The listing is to be reproduced in full, with no character altered.
Segment Start: RECORDS PROVIDED
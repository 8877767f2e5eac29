// Licensed under the Apache License, Version 2.0 (see LICENSE).

//! The environment-variable parser: reads one named environment variable,
//! tokenizes it with shell-like quoting via [`crate::strutil::split_string`],
//! then drives the same [`ArgParser`] used for the command line with
//! `Source::Environment`.

use crate::arg_parser::ArgParser;
use crate::catalog::OptionCatalog;
use crate::error::GetoptError;
use crate::value_store::{Source, ValueStore};

const WHITESPACE_SEPARATORS: &[&str] = &[" ", "\t", "\n", "\r"];

/// Reads `variable_name` from the process environment. If unset or empty,
/// this is a no-op (`Ok(())`). Otherwise splits on whitespace, honoring
/// quotes per [`crate::strutil::split_string`], and parses the resulting
/// tokens against `catalog`/`store`. An unknown option found here is always
/// an error — silent dynamic registration applies to configuration-file
/// assignments only.
pub fn parse_environment_variable(
    variable_name: &str,
    catalog: &mut OptionCatalog,
    store: &mut ValueStore,
) -> Result<(), GetoptError> {
    let Ok(raw) = std::env::var(variable_name) else {
        return Ok(());
    };
    if raw.is_empty() {
        return Ok(());
    }

    let tokens = tokenize(&raw);
    let mut parser = ArgParser::new(catalog);
    parser.parse(&tokens, Source::Environment, store)
}

fn tokenize(raw: &str) -> Vec<String> {
    crate::strutil::split_string(raw, WHITESPACE_SEPARATORS)
}

#[cfg(test)]
mod tests {
    use super::*;
    use crate::catalog::OptionSpec;
    use crate::flags::OptionFlags;

    #[test]
    fn tokenizes_on_whitespace_honoring_quotes() {
        let tokens = tokenize("--name 'John Doe' --verbose");
        assert_eq!(
            tokens,
            vec![
                "--name".to_string(),
                "John Doe".to_string(),
                "--verbose".to_string()
            ]
        );
    }

    #[test]
    fn unset_variable_is_a_no_op() {
        let mut catalog = OptionCatalog::new(false);
        catalog.link_aliases().unwrap();
        let mut store = ValueStore::new();
        let result = parse_environment_variable(
            "ADVOPT_TEST_DOES_NOT_EXIST_XYZ",
            &mut catalog,
            &mut store,
        );
        assert!(result.is_ok());
    }

    #[test]
    fn populated_variable_feeds_the_argument_parser() {
        let mut catalog = OptionCatalog::new(false);
        catalog
            .add(
                OptionSpec::new("greeting")
                    .flags(OptionFlags::ENVIRONMENT_VARIABLE | OptionFlags::REQUIRED),
            )
            .unwrap();
        catalog.link_aliases().unwrap();
        let mut store = ValueStore::new();

        std::env::set_var("ADVOPT_TEST_GREETING", "--greeting hello");
        let result = parse_environment_variable(
            "ADVOPT_TEST_GREETING",
            &mut catalog,
            &mut store,
        );
        std::env::remove_var("ADVOPT_TEST_GREETING");

        assert!(result.is_ok());
        let index = catalog.canonical_index("greeting").unwrap();
        assert_eq!(store.get(index).unwrap().get(0), Some("hello"));
    }
}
Segment End: RECORDS PROVIDED
● **WRITTEN SOLUTION**:
repository 8877767f2e5eac29
// Licensed under the Apache License, Version 2.0 (see LICENSE).

//! The environment-variable parser: reads one named environment variable,
//! tokenizes it with shell-like quoting via [`crate::strutil::split_string`],
//! then drives the same [`ArgParser`] used for the command line with
//! `Source::Environment`.

use crate::arg_parser::ArgParser;
use crate::catalog::OptionCatalog;
use crate::error::GetoptError;
use crate::value_store::{Source, ValueStore};

const WHITESPACE_SEPARATORS: &[&str] = &[" ", "\t", "\n", "\r"];

/// Reads `variable_name` from the process environment. If unset or empty,
/// this is a no-op (`Ok(())`). Otherwise splits on whitespace, honoring
/// quotes per [`crate::strutil::split_string`], and parses the resulting
/// tokens against `catalog`/`store`. An unknown option found here is always
/// an error — silent dynamic registration applies to configuration-file
/// assignments only.
pub fn parse_environment_variable(
    variable_name: &str,
    catalog: &mut OptionCatalog,
    store: &mut ValueStore,
) -> Result<(), GetoptError> {
    let Ok(raw) = std::env::var(variable_name) else {
        return Ok(());
    };
    if raw.is_empty() {
        return Ok(());
    }

    let tokens = tokenize(&raw);
    let mut parser = ArgParser::new(catalog);
    parser.parse(&tokens, Source::Environment, store)
}

fn tokenize(raw: &str) -> Vec<String> {
    crate::strutil::split_string(raw, WHITESPACE_SEPARATORS)
}

#[cfg(test)]
mod tests {
    use super::*;
    use crate::catalog::OptionSpec;
    use crate::flags::OptionFlags;

    #[test]
    fn tokenizes_on_whitespace_honoring_quotes() {
        let tokens = tokenize("--name 'John Doe' --verbose");
        assert_eq!(
            tokens,
            vec![
                "--name".to_string(),
                "John Doe".to_string(),
                "--verbose".to_string()
            ]
        );
    }

    #[test]
    fn unset_variable_is_a_no_op() {
        let mut catalog = OptionCatalog::new(false);
        catalog.link_aliases().unwrap();
        let mut store = ValueStore::new();
        let result = parse_environment_variable(
            "ADVOPT_TEST_DOES_NOT_EXIST_XYZ",
            &mut catalog,
            &mut store,
        );
        assert!(result.is_ok());
    }

    #[test]
    fn populated_variable_feeds_the_argument_parser() {
        let mut catalog = OptionCatalog::new(false);
        catalog
            .add(
                OptionSpec::new("greeting")
                    .flags(OptionFlags::ENVIRONMENT_VARIABLE | OptionFlags::REQUIRED),
            )
            .unwrap();
        catalog.link_aliases().unwrap();
        let mut store = ValueStore::new();

        std::env::set_var("ADVOPT_TEST_GREETING", "--greeting hello");
        let result = parse_environment_variable(
            "ADVOPT_TEST_GREETING",
            &mut catalog,
            &mut store,
        );
        std::env::remove_var("ADVOPT_TEST_GREETING");

        assert!(result.is_ok());
        let index = catalog.canonical_index("greeting").unwrap();
        assert_eq!(store.get(index).unwrap().get(0), Some("hello"));
    }
}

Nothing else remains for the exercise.